What to produce: Which lines below include the string "BotMessage"? Please show each one.

*** Recorded information ***

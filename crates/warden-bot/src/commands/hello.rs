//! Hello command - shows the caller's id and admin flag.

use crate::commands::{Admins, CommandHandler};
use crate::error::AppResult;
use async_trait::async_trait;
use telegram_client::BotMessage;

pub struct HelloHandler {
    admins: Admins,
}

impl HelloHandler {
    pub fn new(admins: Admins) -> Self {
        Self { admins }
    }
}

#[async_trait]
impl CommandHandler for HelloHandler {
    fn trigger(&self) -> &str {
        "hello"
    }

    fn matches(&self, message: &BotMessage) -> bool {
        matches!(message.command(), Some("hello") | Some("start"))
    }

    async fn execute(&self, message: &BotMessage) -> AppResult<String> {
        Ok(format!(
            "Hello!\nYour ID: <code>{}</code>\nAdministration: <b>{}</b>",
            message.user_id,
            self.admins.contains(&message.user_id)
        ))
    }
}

***

Expected answer:
use telegram_client::BotMessage;
    fn matches(&self, message: &BotMessage) -> bool {
    async fn execute(&self, message: &BotMessage) -> AppResult<String> {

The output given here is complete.